[Items from a dataset]
--------------------------------
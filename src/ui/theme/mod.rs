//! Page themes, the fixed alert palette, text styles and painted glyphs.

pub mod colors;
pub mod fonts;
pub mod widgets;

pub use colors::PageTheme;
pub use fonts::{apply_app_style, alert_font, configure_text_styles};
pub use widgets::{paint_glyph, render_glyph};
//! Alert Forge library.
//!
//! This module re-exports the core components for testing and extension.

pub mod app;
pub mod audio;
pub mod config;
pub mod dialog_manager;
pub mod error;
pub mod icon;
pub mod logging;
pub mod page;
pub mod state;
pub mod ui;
--------------------------------
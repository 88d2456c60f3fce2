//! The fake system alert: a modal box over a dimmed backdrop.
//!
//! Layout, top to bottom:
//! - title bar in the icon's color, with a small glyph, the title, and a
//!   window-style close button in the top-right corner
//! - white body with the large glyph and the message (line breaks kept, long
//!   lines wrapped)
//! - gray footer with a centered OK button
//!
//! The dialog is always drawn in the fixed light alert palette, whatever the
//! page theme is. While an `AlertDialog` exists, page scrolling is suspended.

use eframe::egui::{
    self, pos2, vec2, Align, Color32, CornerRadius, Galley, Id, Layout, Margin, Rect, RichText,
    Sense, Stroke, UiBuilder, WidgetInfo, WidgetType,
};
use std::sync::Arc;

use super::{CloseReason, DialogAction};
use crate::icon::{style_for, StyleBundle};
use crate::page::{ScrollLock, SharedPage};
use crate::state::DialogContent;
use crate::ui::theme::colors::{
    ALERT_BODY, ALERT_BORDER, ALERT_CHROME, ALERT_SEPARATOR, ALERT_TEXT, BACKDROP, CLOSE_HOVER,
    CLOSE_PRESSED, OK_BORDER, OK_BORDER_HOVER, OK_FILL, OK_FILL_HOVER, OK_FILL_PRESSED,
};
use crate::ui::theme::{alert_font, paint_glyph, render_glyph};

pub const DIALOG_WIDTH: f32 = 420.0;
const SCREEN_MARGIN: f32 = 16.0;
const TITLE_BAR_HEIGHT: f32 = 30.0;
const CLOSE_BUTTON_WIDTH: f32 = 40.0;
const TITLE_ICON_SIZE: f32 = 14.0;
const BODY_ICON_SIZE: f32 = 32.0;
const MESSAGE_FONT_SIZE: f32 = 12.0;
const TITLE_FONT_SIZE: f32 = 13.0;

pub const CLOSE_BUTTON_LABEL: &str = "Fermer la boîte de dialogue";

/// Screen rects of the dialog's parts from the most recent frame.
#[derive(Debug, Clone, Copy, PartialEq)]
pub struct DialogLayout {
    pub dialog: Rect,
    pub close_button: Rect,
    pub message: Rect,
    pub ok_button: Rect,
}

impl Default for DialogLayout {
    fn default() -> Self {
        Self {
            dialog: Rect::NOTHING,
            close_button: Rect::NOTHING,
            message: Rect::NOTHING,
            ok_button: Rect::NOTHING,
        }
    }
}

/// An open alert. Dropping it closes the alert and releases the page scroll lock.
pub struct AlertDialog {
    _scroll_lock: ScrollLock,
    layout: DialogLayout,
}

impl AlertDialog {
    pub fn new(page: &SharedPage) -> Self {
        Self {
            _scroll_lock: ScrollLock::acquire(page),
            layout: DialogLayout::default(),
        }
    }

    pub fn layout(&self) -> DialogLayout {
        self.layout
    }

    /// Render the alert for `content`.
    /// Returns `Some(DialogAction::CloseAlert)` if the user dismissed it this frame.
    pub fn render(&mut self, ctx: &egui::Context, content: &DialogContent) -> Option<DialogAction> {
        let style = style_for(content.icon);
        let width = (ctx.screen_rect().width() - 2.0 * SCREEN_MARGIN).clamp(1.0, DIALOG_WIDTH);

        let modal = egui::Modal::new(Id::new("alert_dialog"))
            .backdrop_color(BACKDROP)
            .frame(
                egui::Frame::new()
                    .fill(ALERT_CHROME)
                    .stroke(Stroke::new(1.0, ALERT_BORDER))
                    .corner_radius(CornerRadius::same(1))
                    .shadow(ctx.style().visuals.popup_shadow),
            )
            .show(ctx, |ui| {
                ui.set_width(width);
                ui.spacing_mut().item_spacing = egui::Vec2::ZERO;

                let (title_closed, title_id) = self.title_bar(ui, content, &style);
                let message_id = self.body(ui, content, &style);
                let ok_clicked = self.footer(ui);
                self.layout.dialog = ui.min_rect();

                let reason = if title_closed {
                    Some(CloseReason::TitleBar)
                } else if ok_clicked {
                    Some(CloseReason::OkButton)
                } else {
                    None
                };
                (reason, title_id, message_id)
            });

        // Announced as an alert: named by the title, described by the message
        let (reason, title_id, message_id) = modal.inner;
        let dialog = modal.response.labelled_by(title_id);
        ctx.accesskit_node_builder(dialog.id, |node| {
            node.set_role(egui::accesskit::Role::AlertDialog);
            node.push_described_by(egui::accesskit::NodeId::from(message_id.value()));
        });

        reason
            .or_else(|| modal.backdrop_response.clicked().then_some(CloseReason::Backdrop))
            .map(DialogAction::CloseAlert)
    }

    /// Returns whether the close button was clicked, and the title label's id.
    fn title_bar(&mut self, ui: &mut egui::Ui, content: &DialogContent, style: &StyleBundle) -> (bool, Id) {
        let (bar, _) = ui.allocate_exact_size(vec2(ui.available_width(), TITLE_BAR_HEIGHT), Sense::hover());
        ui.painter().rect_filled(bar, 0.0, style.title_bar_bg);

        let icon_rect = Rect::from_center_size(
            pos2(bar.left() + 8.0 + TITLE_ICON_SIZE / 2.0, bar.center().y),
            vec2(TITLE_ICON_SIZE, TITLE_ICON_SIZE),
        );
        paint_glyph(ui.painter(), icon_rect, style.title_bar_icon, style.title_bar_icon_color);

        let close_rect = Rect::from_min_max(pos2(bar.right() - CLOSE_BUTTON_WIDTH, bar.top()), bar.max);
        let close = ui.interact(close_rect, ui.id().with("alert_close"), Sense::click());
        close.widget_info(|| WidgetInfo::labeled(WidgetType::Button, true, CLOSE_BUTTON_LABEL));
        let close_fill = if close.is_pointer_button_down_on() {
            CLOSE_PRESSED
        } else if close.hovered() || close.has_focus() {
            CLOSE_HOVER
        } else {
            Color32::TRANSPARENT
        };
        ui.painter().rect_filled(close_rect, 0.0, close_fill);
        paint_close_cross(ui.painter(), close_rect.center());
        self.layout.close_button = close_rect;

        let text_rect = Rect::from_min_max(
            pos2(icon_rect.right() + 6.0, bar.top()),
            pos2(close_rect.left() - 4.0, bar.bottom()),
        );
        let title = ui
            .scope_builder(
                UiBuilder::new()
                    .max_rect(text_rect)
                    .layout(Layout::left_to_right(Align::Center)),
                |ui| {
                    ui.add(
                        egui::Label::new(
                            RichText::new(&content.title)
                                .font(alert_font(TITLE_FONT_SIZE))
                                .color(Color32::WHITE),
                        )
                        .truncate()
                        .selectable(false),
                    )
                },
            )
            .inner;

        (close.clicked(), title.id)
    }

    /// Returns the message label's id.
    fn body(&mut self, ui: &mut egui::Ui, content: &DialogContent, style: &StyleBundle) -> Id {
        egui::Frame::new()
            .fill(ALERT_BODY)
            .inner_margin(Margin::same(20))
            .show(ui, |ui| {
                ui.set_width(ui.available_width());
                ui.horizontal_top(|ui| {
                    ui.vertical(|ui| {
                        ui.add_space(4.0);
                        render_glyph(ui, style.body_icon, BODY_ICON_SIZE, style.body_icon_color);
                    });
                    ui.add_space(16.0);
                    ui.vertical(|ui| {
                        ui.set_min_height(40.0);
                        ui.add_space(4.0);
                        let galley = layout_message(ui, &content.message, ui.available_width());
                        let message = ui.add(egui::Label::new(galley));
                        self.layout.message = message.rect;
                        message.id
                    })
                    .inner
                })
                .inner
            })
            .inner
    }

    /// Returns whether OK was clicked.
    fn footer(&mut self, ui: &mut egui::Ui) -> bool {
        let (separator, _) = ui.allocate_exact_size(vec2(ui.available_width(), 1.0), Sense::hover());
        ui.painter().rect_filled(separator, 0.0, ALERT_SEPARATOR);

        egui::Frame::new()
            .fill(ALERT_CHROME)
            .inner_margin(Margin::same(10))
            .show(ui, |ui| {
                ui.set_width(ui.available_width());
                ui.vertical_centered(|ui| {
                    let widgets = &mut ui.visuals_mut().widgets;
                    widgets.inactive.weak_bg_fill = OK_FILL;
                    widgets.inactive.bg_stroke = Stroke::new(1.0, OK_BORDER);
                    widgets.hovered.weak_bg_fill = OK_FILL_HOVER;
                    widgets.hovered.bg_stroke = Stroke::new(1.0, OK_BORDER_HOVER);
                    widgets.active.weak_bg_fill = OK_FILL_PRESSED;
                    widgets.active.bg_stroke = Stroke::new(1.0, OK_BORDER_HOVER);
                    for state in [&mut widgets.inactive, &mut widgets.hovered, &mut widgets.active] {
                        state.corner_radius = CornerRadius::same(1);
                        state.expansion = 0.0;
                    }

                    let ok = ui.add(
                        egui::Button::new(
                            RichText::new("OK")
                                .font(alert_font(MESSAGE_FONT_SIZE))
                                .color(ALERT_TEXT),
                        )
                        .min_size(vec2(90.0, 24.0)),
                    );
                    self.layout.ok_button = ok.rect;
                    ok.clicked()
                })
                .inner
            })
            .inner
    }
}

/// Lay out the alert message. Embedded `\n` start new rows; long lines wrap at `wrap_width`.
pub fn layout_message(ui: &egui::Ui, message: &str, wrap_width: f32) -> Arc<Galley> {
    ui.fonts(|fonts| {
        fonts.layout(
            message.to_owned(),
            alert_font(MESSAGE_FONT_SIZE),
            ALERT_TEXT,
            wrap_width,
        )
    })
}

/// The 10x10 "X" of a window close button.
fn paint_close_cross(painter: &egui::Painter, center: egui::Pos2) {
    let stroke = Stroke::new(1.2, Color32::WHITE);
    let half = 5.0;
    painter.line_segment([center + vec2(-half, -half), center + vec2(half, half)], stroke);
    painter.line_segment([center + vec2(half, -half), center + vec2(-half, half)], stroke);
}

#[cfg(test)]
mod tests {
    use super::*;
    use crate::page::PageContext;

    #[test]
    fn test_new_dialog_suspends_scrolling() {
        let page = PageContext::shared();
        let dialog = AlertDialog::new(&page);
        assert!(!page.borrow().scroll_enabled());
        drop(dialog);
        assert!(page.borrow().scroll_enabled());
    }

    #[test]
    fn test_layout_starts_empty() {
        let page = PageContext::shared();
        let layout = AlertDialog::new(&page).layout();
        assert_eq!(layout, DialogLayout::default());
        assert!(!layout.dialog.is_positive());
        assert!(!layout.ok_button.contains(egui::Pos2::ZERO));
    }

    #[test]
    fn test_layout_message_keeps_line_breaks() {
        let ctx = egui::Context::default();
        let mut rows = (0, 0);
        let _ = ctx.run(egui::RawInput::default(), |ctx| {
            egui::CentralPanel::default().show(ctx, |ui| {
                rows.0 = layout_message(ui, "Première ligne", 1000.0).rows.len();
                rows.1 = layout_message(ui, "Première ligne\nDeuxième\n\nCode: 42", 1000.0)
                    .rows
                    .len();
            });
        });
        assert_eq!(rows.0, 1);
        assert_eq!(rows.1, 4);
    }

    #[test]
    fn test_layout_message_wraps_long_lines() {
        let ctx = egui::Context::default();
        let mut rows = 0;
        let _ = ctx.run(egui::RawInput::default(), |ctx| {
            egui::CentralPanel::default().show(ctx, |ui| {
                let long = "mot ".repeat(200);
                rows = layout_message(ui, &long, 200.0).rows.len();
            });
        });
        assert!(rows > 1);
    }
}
--------------------------------
[Exercise objective]: There is a line with "filename src/ui/theme/mod.rs" and a line with "pub mod ui;" above. Copy exactly those two lines and all lines between them, with nothing else.

[Solution for this task]:
filename src/ui/theme/mod.rs
//! Page themes, the fixed alert palette, text styles and painted glyphs.

pub mod colors;
pub mod fonts;
pub mod widgets;

pub use colors::PageTheme;
pub use fonts::{apply_app_style, alert_font, configure_text_styles};
pub use widgets::{paint_glyph, render_glyph};
//! Alert Forge library.
//!
//! This module re-exports the core components for testing and extension.

pub mod app;
pub mod audio;
pub mod config;
pub mod dialog_manager;
pub mod error;
pub mod icon;
pub mod logging;
pub mod page;
pub mod state;
pub mod ui;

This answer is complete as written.